**Goal of the exercise:** Copy the entries that follow, exactly and completely.

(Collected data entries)
==*==
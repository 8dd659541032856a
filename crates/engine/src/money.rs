use std::{fmt, str::FromStr};

use serde::{Deserialize, Serialize};

use crate::{EngineError, ResultEngine};

/// Money amount represented as **integer cents**.
///
/// Debts carry flat amounts only: no currency, no interest. Storing cents
/// avoids floating-point drift when amounts are modified and compared.
///
/// # Examples
///
/// ```rust
/// use engine::MoneyCents;
///
/// let amount = MoneyCents::new(50_00);
/// assert_eq!(amount.cents(), 5000);
/// assert_eq!(amount.to_string(), "50.00");
/// ```
///
/// Parsing from user input (accepts `.` or `,` as decimal separator; rejects >
/// 2 decimals):
///
/// ```rust
/// use engine::MoneyCents;
///
/// assert_eq!("35".parse::<MoneyCents>().unwrap().cents(), 3500);
/// assert_eq!("10,5".parse::<MoneyCents>().unwrap().cents(), 1050);
/// assert!("12.345".parse::<MoneyCents>().is_err());
/// ```
#[derive(
    Clone, Copy, Debug, Default, PartialEq, Eq, PartialOrd, Ord, Hash, Serialize, Deserialize,
)]
#[serde(transparent)]
#[repr(transparent)]
pub struct MoneyCents(i64);

impl MoneyCents {
    pub const ZERO: MoneyCents = MoneyCents(0);

    /// Creates a new amount from integer cents.
    #[must_use]
    pub const fn new(cents: i64) -> Self {
        Self(cents)
    }

    /// Returns the raw value in cents.
    #[must_use]
    pub const fn cents(self) -> i64 {
        self.0
    }

    /// Returns `true` if the amount is strictly positive.
    #[must_use]
    pub const fn is_positive(self) -> bool {
        self.0 > 0
    }

    /// Returns the amount if it is strictly positive, `InvalidAmount`
    /// otherwise.
    pub fn ensure_positive(self, label: &str) -> ResultEngine<Self> {
        if !self.is_positive() {
            return Err(EngineError::InvalidAmount(format!("{label} must be > 0")));
        }
        Ok(self)
    }
}

impl fmt::Display for MoneyCents {
    fn fmt(&self, f: &mut fmt::Formatter<'_>) -> fmt::Result {
        let sign = if self.0 < 0 { "-" } else { "" };
        let abs = self.0.unsigned_abs();
        let units = abs / 100;
        let cents = abs % 100;
        write!(f, "{sign}{units}.{cents:02}")
    }
}

impl From<i64> for MoneyCents {
    fn from(value: i64) -> Self {
        Self(value)
    }
}

impl From<MoneyCents> for i64 {
    fn from(value: MoneyCents) -> Self {
        value.0
    }
}

impl FromStr for MoneyCents {
    type Err = EngineError;

    /// Parses a decimal string into cents.
    ///
    /// Accepts `.` or `,` as decimal separator and an optional leading `+`/`-`.
    ///
    /// Validation rules:
    /// - max 2 fractional digits (rejects `12.345`)
    /// - rejects empty/invalid strings
    fn from_str(s: &str) -> Result<Self, Self::Err> {
        let empty = || EngineError::InvalidAmount("empty amount".to_string());
        let invalid = || EngineError::InvalidAmount("invalid amount".to_string());
        let overflow = || EngineError::InvalidAmount("amount too large".to_string());

        let trimmed = s.trim();
        if trimmed.is_empty() {
            return Err(empty());
        }

        let (negative, rest) = if let Some(stripped) = trimmed.strip_prefix('-') {
            (true, stripped)
        } else if let Some(stripped) = trimmed.strip_prefix('+') {
            (false, stripped)
        } else {
            (false, trimmed)
        };

        let rest = rest.trim();
        if rest.is_empty() {
            return Err(empty());
        }

        let rest = rest.replace(',', ".");
        let mut parts = rest.split('.');
        let units_str = parts.next().ok_or_else(invalid)?;
        let cents_str = parts.next();

        if parts.next().is_some() {
            return Err(invalid());
        }

        if units_str.is_empty() || !units_str.chars().all(|c| c.is_ascii_digit()) {
            return Err(invalid());
        }

        let units: i64 = units_str.parse().map_err(|_| overflow())?;

        let cents: i64 = match cents_str {
            None | Some("") => 0,
            Some(frac) => {
                if !frac.chars().all(|c| c.is_ascii_digit()) {
                    return Err(invalid());
                }
                match frac.len() {
                    1 => frac.parse::<i64>().map_err(|_| invalid())? * 10,
                    2 => frac.parse::<i64>().map_err(|_| invalid())?,
                    _ => return Err(EngineError::InvalidAmount("too many decimals".to_string())),
                }
            }
        };

        let total = units
            .checked_mul(100)
            .and_then(|v| v.checked_add(cents))
            .ok_or_else(overflow)?;

        let signed = if negative {
            total.checked_neg().ok_or_else(overflow)?
        } else {
            total
        };

        Ok(MoneyCents(signed))
    }
}
#[tokio::test]
async fn concurrent_approvals_on_file_db_apply_once() {
    let (engine, path) = engine_with_file_db().await;
    let debt = dinner(&engine).await;

    let request = engine
        .create_request(CreateRequestCmd::drop(debt.id, "alice"))
        .await
        .unwrap();

    let (first, second) = tokio::join!(
        engine.respond(request.id, "bob", true),
        engine.respond(request.id, "bob", true),
    );
    let results = [first, second];
    let applied = results
        .iter()
        .filter(|res| matches!(res, Ok(resolution) if resolution.debt_mutated))
        .count();
    assert_eq!(applied, 1);
    // The loser waits for the pool and sees the resolved request, never a busy database.
    assert!(
        results
            .iter()
            .any(|res| matches!(res, Err(EngineError::AlreadyResolved(_))))
    );

    let stored = engine.request(request.id, "alice").await.unwrap();
    assert_eq!(stored.status, ChangeStatus::Approved);
    let err = engine.debt(debt.id, "alice").await.unwrap_err();
    assert!(matches!(err, EngineError::KeyNotFound(_)));

    drop(engine);
    let _ = std::fs::remove_file(path);
}

#[tokio::test]
async fn concurrent_creates_leave_one_pending_request() {
    let (engine, path) = engine_with_file_db().await;
    let debt = dinner(&engine).await;

    let (first, second) = tokio::join!(
        engine.create_request(CreateRequestCmd::drop(debt.id, "alice")),
        engine.create_request(CreateRequestCmd::confirm_paid(debt.id, "bob")),
    );
    let results = [first, second];
    let created = results.iter().filter(|res| res.is_ok()).count();
    assert_eq!(created, 1);
    assert!(
        results
            .iter()
            .any(|res| matches!(res, Err(EngineError::Conflict(_))))
    );

    let pending = engine.list_pending("alice").await.unwrap();
    assert_eq!(pending.len(), 1);

    drop(engine);
    let _ = std::fs::remove_file(path);
}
==*==
**Result below:**
repository 8dd659541032856a
filename crates/engine/src/money.rs
use std::{fmt, str::FromStr};

use serde::{Deserialize, Serialize};

use crate::{EngineError, ResultEngine};

/// Money amount represented as **integer cents**.
///
/// Debts carry flat amounts only: no currency, no interest. Storing cents
/// avoids floating-point drift when amounts are modified and compared.
///
/// # Examples
///
/// ```rust
/// use engine::MoneyCents;
///
/// let amount = MoneyCents::new(50_00);
/// assert_eq!(amount.cents(), 5000);
/// assert_eq!(amount.to_string(), "50.00");
/// ```
///
/// Parsing from user input (accepts `.` or `,` as decimal separator; rejects >
/// 2 decimals):
///
/// ```rust
/// use engine::MoneyCents;
///
/// assert_eq!("35".parse::<MoneyCents>().unwrap().cents(), 3500);
/// assert_eq!("10,5".parse::<MoneyCents>().unwrap().cents(), 1050);
/// assert!("12.345".parse::<MoneyCents>().is_err());
/// ```
#[derive(
    Clone, Copy, Debug, Default, PartialEq, Eq, PartialOrd, Ord, Hash, Serialize, Deserialize,
)]
#[serde(transparent)]
#[repr(transparent)]
pub struct MoneyCents(i64);

impl MoneyCents {
    pub const ZERO: MoneyCents = MoneyCents(0);

    /// Creates a new amount from integer cents.
    #[must_use]
    pub const fn new(cents: i64) -> Self {
        Self(cents)
    }

    /// Returns the raw value in cents.
    #[must_use]
    pub const fn cents(self) -> i64 {
        self.0
    }

    /// Returns `true` if the amount is strictly positive.
    #[must_use]
    pub const fn is_positive(self) -> bool {
        self.0 > 0
    }

    /// Returns the amount if it is strictly positive, `InvalidAmount`
    /// otherwise.
    pub fn ensure_positive(self, label: &str) -> ResultEngine<Self> {
        if !self.is_positive() {
            return Err(EngineError::InvalidAmount(format!("{label} must be > 0")));
        }
        Ok(self)
    }
}

impl fmt::Display for MoneyCents {
    fn fmt(&self, f: &mut fmt::Formatter<'_>) -> fmt::Result {
        let sign = if self.0 < 0 { "-" } else { "" };
        let abs = self.0.unsigned_abs();
        let units = abs / 100;
        let cents = abs % 100;
        write!(f, "{sign}{units}.{cents:02}")
    }
}

impl From<i64> for MoneyCents {
    fn from(value: i64) -> Self {
        Self(value)
    }
}

impl From<MoneyCents> for i64 {
    fn from(value: MoneyCents) -> Self {
        value.0
    }
}

impl FromStr for MoneyCents {
    type Err = EngineError;

    /// Parses a decimal string into cents.
    ///
    /// Accepts `.` or `,` as decimal separator and an optional leading `+`/`-`.
    ///
    /// Validation rules:
    /// - max 2 fractional digits (rejects `12.345`)
    /// - rejects empty/invalid strings
    fn from_str(s: &str) -> Result<Self, Self::Err> {
        let empty = || EngineError::InvalidAmount("empty amount".to_string());
        let invalid = || EngineError::InvalidAmount("invalid amount".to_string());
        let overflow = || EngineError::InvalidAmount("amount too large".to_string());

        let trimmed = s.trim();
        if trimmed.is_empty() {
            return Err(empty());
        }

        let (negative, rest) = if let Some(stripped) = trimmed.strip_prefix('-') {
            (true, stripped)
        } else if let Some(stripped) = trimmed.strip_prefix('+') {
            (false, stripped)
        } else {
            (false, trimmed)
        };

        let rest = rest.trim();
        if rest.is_empty() {
            return Err(empty());
        }

        let rest = rest.replace(',', ".");
        let mut parts = rest.split('.');
        let units_str = parts.next().ok_or_else(invalid)?;
        let cents_str = parts.next();

        if parts.next().is_some() {
            return Err(invalid());
        }

        if units_str.is_empty() || !units_str.chars().all(|c| c.is_ascii_digit()) {
            return Err(invalid());
        }

        let units: i64 = units_str.parse().map_err(|_| overflow())?;

        let cents: i64 = match cents_str {
            None | Some("") => 0,
            Some(frac) => {
                if !frac.chars().all(|c| c.is_ascii_digit()) {
                    return Err(invalid());
                }
                match frac.len() {
                    1 => frac.parse::<i64>().map_err(|_| invalid())? * 10,
                    2 => frac.parse::<i64>().map_err(|_| invalid())?,
                    _ => return Err(EngineError::InvalidAmount("too many decimals".to_string())),
                }
            }
        };

        let total = units
            .checked_mul(100)
            .and_then(|v| v.checked_add(cents))
            .ok_or_else(overflow)?;

        let signed = if negative {
            total.checked_neg().ok_or_else(overflow)?
        } else {
            total
        };

        Ok(MoneyCents(signed))
    }
}
#[tokio::test]
async fn concurrent_approvals_on_file_db_apply_once() {
    let (engine, path) = engine_with_file_db().await;
    let debt = dinner(&engine).await;

    let request = engine
        .create_request(CreateRequestCmd::drop(debt.id, "alice"))
        .await
        .unwrap();

    let (first, second) = tokio::join!(
        engine.respond(request.id, "bob", true),
        engine.respond(request.id, "bob", true),
    );
    let results = [first, second];
    let applied = results
        .iter()
        .filter(|res| matches!(res, Ok(resolution) if resolution.debt_mutated))
        .count();
    assert_eq!(applied, 1);
    // The loser waits for the pool and sees the resolved request, never a busy database.
    assert!(
        results
            .iter()
            .any(|res| matches!(res, Err(EngineError::AlreadyResolved(_))))
    );

    let stored = engine.request(request.id, "alice").await.unwrap();
    assert_eq!(stored.status, ChangeStatus::Approved);
    let err = engine.debt(debt.id, "alice").await.unwrap_err();
    assert!(matches!(err, EngineError::KeyNotFound(_)));

    drop(engine);
    let _ = std::fs::remove_file(path);
}

#[tokio::test]
async fn concurrent_creates_leave_one_pending_request() {
    let (engine, path) = engine_with_file_db().await;
    let debt = dinner(&engine).await;

    let (first, second) = tokio::join!(
        engine.create_request(CreateRequestCmd::drop(debt.id, "alice")),
        engine.create_request(CreateRequestCmd::confirm_paid(debt.id, "bob")),
    );
    let results = [first, second];
    let created = results.iter().filter(|res| res.is_ok()).count();
    assert_eq!(created, 1);
    assert!(
        results
            .iter()
            .any(|res| matches!(res, Err(EngineError::Conflict(_))))
    );

    let pending = engine.list_pending("alice").await.unwrap();
    assert_eq!(pending.len(), 1);

    drop(engine);
    let _ = std::fs::remove_file(path);
}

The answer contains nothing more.